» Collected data

══════════

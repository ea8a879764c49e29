//! WebSocket transport
//!
//! One spawned task per connection attempt. The task waits out the attempt's
//! delay, performs the handshake, then pumps frames both ways until either
//! side goes away. It never touches session state: everything it learns is
//! posted back to the driver queue as a [`TransportEvent`] tagged with the
//! attempt number.
//!
//! Dropping the outbound sender returned by [`Connector::connect`] ends the
//! task quietly, without a `Closed` event.

use crate::game::events::GameEvent;
use crate::networking::client::ConnectRequest;
use crate::networking::error::{NetworkError, NetworkResult};
use futures::{SinkExt, StreamExt};
use tokio::sync::mpsc;
use tracing::{debug, info, warn};
use websocket::{ClientBuilder, Message};

/// What the transport reports back
#[derive(Debug, Clone, PartialEq, Eq)]
pub enum TransportEvent {
    Opened { attempt: u64 },
    Frame { attempt: u64, text: String },
    Closed { attempt: u64 },
    ConnectFailed { attempt: u64, error: String },
}

impl TransportEvent {
    pub fn attempt(&self) -> u64 {
        match self {
            TransportEvent::Opened { attempt }
            | TransportEvent::Frame { attempt, .. }
            | TransportEvent::Closed { attempt }
            | TransportEvent::ConnectFailed { attempt, .. } => *attempt,
        }
    }
}

/// Starts connection attempts on behalf of the driver
pub trait Connector {
    /// Begin `request`; returns the sender for outbound text frames
    fn connect(
        &mut self,
        request: ConnectRequest,
        events: mpsc::UnboundedSender<GameEvent>,
    ) -> mpsc::UnboundedSender<String>;
}

/// Production connector over `tokio-websockets`
#[derive(Debug, Default, Clone, Copy)]
pub struct WsConnector;

impl Connector for WsConnector {
    fn connect(
        &mut self,
        request: ConnectRequest,
        events: mpsc::UnboundedSender<GameEvent>,
    ) -> mpsc::UnboundedSender<String> {
        let (outbound_tx, outbound_rx) = mpsc::unbounded_channel();
        tokio::spawn(run_link(request, outbound_rx, events));
        outbound_tx
    }
}

fn parse_uri(url: &str) -> NetworkResult<http::Uri> {
    url.parse::<http::Uri>()
        .map_err(|e| NetworkError::InvalidUri {
            url: url.to_string(),
            message: e.to_string(),
        })
}

fn post(events: &mpsc::UnboundedSender<GameEvent>, event: TransportEvent) {
    if events.send(GameEvent::Transport(event)).is_err() {
        debug!("[NETWORK] Driver queue closed, dropping transport event");
    }
}

async fn run_link(
    request: ConnectRequest,
    mut outbound: mpsc::UnboundedReceiver<String>,
    events: mpsc::UnboundedSender<GameEvent>,
) {
    let attempt = request.attempt;
    if !request.delay.is_zero() {
        tokio::time::sleep(request.delay).await;
    }
    if outbound.is_closed() {
        debug!("[NETWORK] Attempt {} superseded before connecting", attempt);
        return;
    }

    let uri = match parse_uri(&request.url) {
        Ok(uri) => uri,
        Err(e) => {
            post(&events, TransportEvent::ConnectFailed { attempt, error: e.to_string() });
            return;
        }
    };

    let mut client = match ClientBuilder::from_uri(uri).connect().await {
        Ok((client, _response)) => client,
        Err(e) => {
            let error = NetworkError::from(e);
            warn!("[NETWORK] Attempt {} failed: {}", attempt, error);
            post(&events, TransportEvent::ConnectFailed { attempt, error: error.to_string() });
            return;
        }
    };

    info!("[NETWORK] Handshake complete for attempt {}", attempt);
    post(&events, TransportEvent::Opened { attempt });

    loop {
        tokio::select! {
            frame = outbound.recv() => match frame {
                Some(text) => {
                    if let Err(e) = client.send(Message::text(text)).await {
                        warn!("[NETWORK] Send failed: {}", NetworkError::from(e));
                        break;
                    }
                }
                None => {
                    debug!("[NETWORK] Link {} released by driver", attempt);
                    let _ = client.close().await;
                    return;
                }
            },
            incoming = client.next() => match incoming {
                Some(Ok(message)) => {
                    if let Some(text) = message.as_text() {
                        post(&events, TransportEvent::Frame { attempt, text: text.to_string() });
                    } else if message.is_close() {
                        break;
                    }
                }
                Some(Err(e)) => {
                    warn!("[NETWORK] Receive failed: {}", NetworkError::from(e));
                    break;
                }
                None => break,
            },
        }
    }

    post(&events, TransportEvent::Closed { attempt });
}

══════════

» TASK PROMPT
Please return the full set of records exactly as given above.

» TASK ANSWER
repository ea8a879764c49e29
//! WebSocket transport
//!
//! One spawned task per connection attempt. The task waits out the attempt's
//! delay, performs the handshake, then pumps frames both ways until either
//! side goes away. It never touches session state: everything it learns is
//! posted back to the driver queue as a [`TransportEvent`] tagged with the
//! attempt number.
//!
//! Dropping the outbound sender returned by [`Connector::connect`] ends the
//! task quietly, without a `Closed` event.

use crate::game::events::GameEvent;
use crate::networking::client::ConnectRequest;
use crate::networking::error::{NetworkError, NetworkResult};
use futures::{SinkExt, StreamExt};
use tokio::sync::mpsc;
use tracing::{debug, info, warn};
use websocket::{ClientBuilder, Message};

/// What the transport reports back
#[derive(Debug, Clone, PartialEq, Eq)]
pub enum TransportEvent {
    Opened { attempt: u64 },
    Frame { attempt: u64, text: String },
    Closed { attempt: u64 },
    ConnectFailed { attempt: u64, error: String },
}

impl TransportEvent {
    pub fn attempt(&self) -> u64 {
        match self {
            TransportEvent::Opened { attempt }
            | TransportEvent::Frame { attempt, .. }
            | TransportEvent::Closed { attempt }
            | TransportEvent::ConnectFailed { attempt, .. } => *attempt,
        }
    }
}

/// Starts connection attempts on behalf of the driver
pub trait Connector {
    /// Begin `request`; returns the sender for outbound text frames
    fn connect(
        &mut self,
        request: ConnectRequest,
        events: mpsc::UnboundedSender<GameEvent>,
    ) -> mpsc::UnboundedSender<String>;
}

/// Production connector over `tokio-websockets`
#[derive(Debug, Default, Clone, Copy)]
pub struct WsConnector;

impl Connector for WsConnector {
    fn connect(
        &mut self,
        request: ConnectRequest,
        events: mpsc::UnboundedSender<GameEvent>,
    ) -> mpsc::UnboundedSender<String> {
        let (outbound_tx, outbound_rx) = mpsc::unbounded_channel();
        tokio::spawn(run_link(request, outbound_rx, events));
        outbound_tx
    }
}

fn parse_uri(url: &str) -> NetworkResult<http::Uri> {
    url.parse::<http::Uri>()
        .map_err(|e| NetworkError::InvalidUri {
            url: url.to_string(),
            message: e.to_string(),
        })
}

fn post(events: &mpsc::UnboundedSender<GameEvent>, event: TransportEvent) {
    if events.send(GameEvent::Transport(event)).is_err() {
        debug!("[NETWORK] Driver queue closed, dropping transport event");
    }
}

async fn run_link(
    request: ConnectRequest,
    mut outbound: mpsc::UnboundedReceiver<String>,
    events: mpsc::UnboundedSender<GameEvent>,
) {
    let attempt = request.attempt;
    if !request.delay.is_zero() {
        tokio::time::sleep(request.delay).await;
    }
    if outbound.is_closed() {
        debug!("[NETWORK] Attempt {} superseded before connecting", attempt);
        return;
    }

    let uri = match parse_uri(&request.url) {
        Ok(uri) => uri,
        Err(e) => {
            post(&events, TransportEvent::ConnectFailed { attempt, error: e.to_string() });
            return;
        }
    };

    let mut client = match ClientBuilder::from_uri(uri).connect().await {
        Ok((client, _response)) => client,
        Err(e) => {
            let error = NetworkError::from(e);
            warn!("[NETWORK] Attempt {} failed: {}", attempt, error);
            post(&events, TransportEvent::ConnectFailed { attempt, error: error.to_string() });
            return;
        }
    };

    info!("[NETWORK] Handshake complete for attempt {}", attempt);
    post(&events, TransportEvent::Opened { attempt });

    loop {
        tokio::select! {
            frame = outbound.recv() => match frame {
                Some(text) => {
                    if let Err(e) = client.send(Message::text(text)).await {
                        warn!("[NETWORK] Send failed: {}", NetworkError::from(e));
                        break;
                    }
                }
                None => {
                    debug!("[NETWORK] Link {} released by driver", attempt);
                    let _ = client.close().await;
                    return;
                }
            },
            incoming = client.next() => match incoming {
                Some(Ok(message)) => {
                    if let Some(text) = message.as_text() {
                        post(&events, TransportEvent::Frame { attempt, text: text.to_string() });
                    } else if message.is_close() {
                        break;
                    }
                }
                Some(Err(e)) => {
                    warn!("[NETWORK] Receive failed: {}", NetworkError::from(e));
                    break;
                }
                None => break,
            },
        }
    }

    post(&events, TransportEvent::Closed { attempt });
}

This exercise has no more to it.